Une nouvelle étude Inférences / Réforme des retraites : Twitter soutient très majoritairement les syndicats !


Depuis plusieurs années, le réseau de microblogging Twitter est utilisé aux Etats-Unis pour réaliser des enquêtes d’opinion sur des personnalités politiques, des marques, des sorties de film ou de disques.
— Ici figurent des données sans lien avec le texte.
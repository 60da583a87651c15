//! # cmdpal-config
//!
//! Configuration types, loading, and validation for CMD_PAL.
//!
//! Configuration files are INI, read with `rust-ini`. Each `[Section]` describes
//! one palette widget (`log`, `parse_command` or `display`) and a `[DEFAULT]`
//! section supplies fallback keys. Every file loaded becomes one
//! [`PaletteConfig`] column.

mod defaults;
mod ini;
mod loading;
mod validation;

pub mod errors;
pub mod types;

pub use defaults::DEFAULT_CONFIG;
pub use errors::ConfigError;
pub use ini::{DEFAULT_SECTION, IniDocument, IniSection, parse_ini};
pub use loading::{ensure_default_config, load_all, load_config_file, parse_config};
pub use types::{Action, PaletteConfig, Section, SectionKind};
pub use validation::{parse_bool, section_from_ini, validate_config};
Les tweets (messages sur Twitter) envoyés spontanément par les internautes se sont révélés des outils très fiables d’analyse et de prédiciton, généralement en accord avec les sondages classiques.

Pour la première fois, Inférences, en collaboration avec la société Adverbe spécialisée dans l'e-réputation et le community management, a utilisé son outil DoxoWeb – spécialement développé pour analyser les opinions sur le web – sur un thème brûlant de l’actualité : la réforme des retraites. 

Près de 1 000 tweets ont été extraits entre le 30 août et le 17 septembre, soit une semaine avant et après la première mobilisation syndicale du 7 septembre dernier.

Les signaux émergents des tweets sont à nette dominante négative : registres de la colère et du conflit, du danger et de l’anxiété, ainsi que de l’immoralité (caractère inique de la réforme). 

La présence remarquable du vocabulaire de la mobilisation et du conflit ainsi que la référence dominante aux syndicats dans le vocabulaire politique indique que le réseau Twitter est plutôt en accord avec les revendications antigouvernementales.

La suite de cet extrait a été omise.